## TASK DIRECTIONS:
Please return the entries, omitting and altering nothing.

## WORKING DATA:
// Copyright (c) 2024-2025 DeepGraph Inc.
// SPDX-License-Identifier: Apache-2.0
//
//! Generic access rule store
//!
//! The DAO owns the authoritative rule collection for one rule family. Rules
//! live in an immutable snapshot behind an `Arc`; every mutation builds a new
//! snapshot and swaps it in under a short write lock, so readers always see a
//! complete pre- or post-mutation rule list and never block on file I/O.
//!
//! File-backed DAOs watch their property file: reads check the file's
//! modification stamp, at most once per check interval, and reload it when it
//! changed behind our back. Writes made through [`AccessRuleDao::store_rules`]
//! refresh the stamp under the store lock, and reloads take the same lock, so
//! the DAO never mistakes its own write for an external edit.

use super::error::RuleResult;
use super::properties::PropertyList;
use parking_lot::{Mutex, RwLock};
use std::collections::BTreeSet;
use std::fmt;
use std::path::{Path, PathBuf};
use std::sync::Arc;
use std::time::{Duration, Instant, SystemTime};

/// Minimum time between two staleness checks of a rule file
pub const DEFAULT_CHECK_INTERVAL: Duration = Duration::from_secs(1);

/// A rule that can be stored in an [`AccessRuleDao`]
///
/// Equality must mean "same key": two rules differing only in their roles are
/// equal, and a DAO never holds two equal rules.
pub trait AccessRule: Clone + Ord + fmt::Debug + fmt::Display + Send + Sync + 'static {
    /// Short name used in log messages
    const KIND: &'static str;

    /// Keep insertion (file) order instead of sorting by key
    const ORDERED: bool = false;

    /// Property keys that carry settings rather than rules
    const RESERVED_KEYS: &'static [&'static str] = &[];

    fn key(&self) -> String;

    fn value(&self) -> String;

    fn roles(&self) -> &BTreeSet<String>;

    fn parse(key: &str, value: &str) -> RuleResult<Self>;

    /// Rules used when no rule file exists yet
    fn default_rules() -> Vec<Self> {
        Vec::new()
    }
}

/// Immutable view of a DAO's state at one revision
#[derive(Debug, Clone)]
pub struct RuleSnapshot<R> {
    rules: Vec<R>,
    settings: Vec<(String, String)>,
    revision: u64,
}

impl<R: AccessRule> RuleSnapshot<R> {
    fn empty() -> Self {
        Self {
            rules: Vec::new(),
            settings: Vec::new(),
            revision: 0,
        }
    }

    pub fn rules(&self) -> &[R] {
        &self.rules
    }

    pub fn setting(&self, key: &str) -> Option<&str> {
        self.settings
            .iter()
            .find(|(k, _)| k.eq_ignore_ascii_case(key))
            .map(|(_, v)| v.as_str())
    }

    /// Incremented on every change, used by consumers to detect staleness
    pub fn revision(&self) -> u64 {
        self.revision
    }

    pub fn len(&self) -> usize {
        self.rules.len()
    }

    pub fn is_empty(&self) -> bool {
        self.rules.is_empty()
    }
}

#[derive(Debug, Clone, Copy, PartialEq, Eq)]
struct FileStamp {
    modified: SystemTime,
    len: u64,
}

impl FileStamp {
    fn read(path: &Path) -> Option<Self> {
        let meta = std::fs::metadata(path).ok()?;
        Some(Self {
            modified: meta.modified().ok()?,
            len: meta.len(),
        })
    }
}

/// Property file plus the stamp of the version last read or written
struct WatchedFile {
    path: PathBuf,
    stamp: Mutex<Option<FileStamp>>,
    last_check: Mutex<Option<Instant>>,
    check_interval: Duration,
}

impl WatchedFile {
    fn new(path: PathBuf) -> Self {
        Self {
            path,
            stamp: Mutex::new(None),
            last_check: Mutex::new(None),
            check_interval: DEFAULT_CHECK_INTERVAL,
        }
    }

    /// Whether enough time passed since the last check; records this one
    fn due_for_check(&self) -> bool {
        let now = Instant::now();
        let mut last = self.last_check.lock();
        match *last {
            Some(at) if now.duration_since(at) < self.check_interval => false,
            _ => {
                *last = Some(now);
                true
            }
        }
    }

    fn is_modified(&self) -> bool {
        let current = FileStamp::read(&self.path);
        current.is_some() && current != *self.stamp.lock()
    }
}

/// Concurrent, optionally file-backed rule store
pub struct AccessRuleDao<R: AccessRule> {
    state: RwLock<Arc<RuleSnapshot<R>>>,
    file: Option<WatchedFile>,
    store_lock: Mutex<()>,
}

## RESULT OF THE TASK:
// Copyright (c) 2024-2025 DeepGraph Inc.
// SPDX-License-Identifier: Apache-2.0
//
//! Generic access rule store
//!
//! The DAO owns the authoritative rule collection for one rule family. Rules
//! live in an immutable snapshot behind an `Arc`; every mutation builds a new
//! snapshot and swaps it in under a short write lock, so readers always see a
//! complete pre- or post-mutation rule list and never block on file I/O.
//!
//! File-backed DAOs watch their property file: reads check the file's
//! modification stamp, at most once per check interval, and reload it when it
//! changed behind our back. Writes made through [`AccessRuleDao::store_rules`]
//! refresh the stamp under the store lock, and reloads take the same lock, so
//! the DAO never mistakes its own write for an external edit.

use super::error::RuleResult;
use super::properties::PropertyList;
use parking_lot::{Mutex, RwLock};
use std::collections::BTreeSet;
use std::fmt;
use std::path::{Path, PathBuf};
use std::sync::Arc;
use std::time::{Duration, Instant, SystemTime};

/// Minimum time between two staleness checks of a rule file
pub const DEFAULT_CHECK_INTERVAL: Duration = Duration::from_secs(1);

/// A rule that can be stored in an [`AccessRuleDao`]
///
/// Equality must mean "same key": two rules differing only in their roles are
/// equal, and a DAO never holds two equal rules.
pub trait AccessRule: Clone + Ord + fmt::Debug + fmt::Display + Send + Sync + 'static {
    /// Short name used in log messages
    const KIND: &'static str;

    /// Keep insertion (file) order instead of sorting by key
    const ORDERED: bool = false;

    /// Property keys that carry settings rather than rules
    const RESERVED_KEYS: &'static [&'static str] = &[];

    fn key(&self) -> String;

    fn value(&self) -> String;

    fn roles(&self) -> &BTreeSet<String>;

    fn parse(key: &str, value: &str) -> RuleResult<Self>;

    /// Rules used when no rule file exists yet
    fn default_rules() -> Vec<Self> {
        Vec::new()
    }
}

/// Immutable view of a DAO's state at one revision
#[derive(Debug, Clone)]
pub struct RuleSnapshot<R> {
    rules: Vec<R>,
    settings: Vec<(String, String)>,
    revision: u64,
}

impl<R: AccessRule> RuleSnapshot<R> {
    fn empty() -> Self {
        Self {
            rules: Vec::new(),
            settings: Vec::new(),
            revision: 0,
        }
    }

    pub fn rules(&self) -> &[R] {
        &self.rules
    }

    pub fn setting(&self, key: &str) -> Option<&str> {
        self.settings
            .iter()
            .find(|(k, _)| k.eq_ignore_ascii_case(key))
            .map(|(_, v)| v.as_str())
    }

    /// Incremented on every change, used by consumers to detect staleness
    pub fn revision(&self) -> u64 {
        self.revision
    }

    pub fn len(&self) -> usize {
        self.rules.len()
    }

    pub fn is_empty(&self) -> bool {
        self.rules.is_empty()
    }
}

#[derive(Debug, Clone, Copy, PartialEq, Eq)]
struct FileStamp {
    modified: SystemTime,
    len: u64,
}

impl FileStamp {
    fn read(path: &Path) -> Option<Self> {
        let meta = std::fs::metadata(path).ok()?;
        Some(Self {
            modified: meta.modified().ok()?,
            len: meta.len(),
        })
    }
}

/// Property file plus the stamp of the version last read or written
struct WatchedFile {
    path: PathBuf,
    stamp: Mutex<Option<FileStamp>>,
    last_check: Mutex<Option<Instant>>,
    check_interval: Duration,
}

impl WatchedFile {
    fn new(path: PathBuf) -> Self {
        Self {
            path,
            stamp: Mutex::new(None),
            last_check: Mutex::new(None),
            check_interval: DEFAULT_CHECK_INTERVAL,
        }
    }

    /// Whether enough time passed since the last check; records this one
    fn due_for_check(&self) -> bool {
        let now = Instant::now();
        let mut last = self.last_check.lock();
        match *last {
            Some(at) if now.duration_since(at) < self.check_interval => false,
            _ => {
                *last = Some(now);
                true
            }
        }
    }

    fn is_modified(&self) -> bool {
        let current = FileStamp::read(&self.path);
        current.is_some() && current != *self.stamp.lock()
    }
}

/// Concurrent, optionally file-backed rule store
pub struct AccessRuleDao<R: AccessRule> {
    state: RwLock<Arc<RuleSnapshot<R>>>,
    file: Option<WatchedFile>,
    store_lock: Mutex<()>,
}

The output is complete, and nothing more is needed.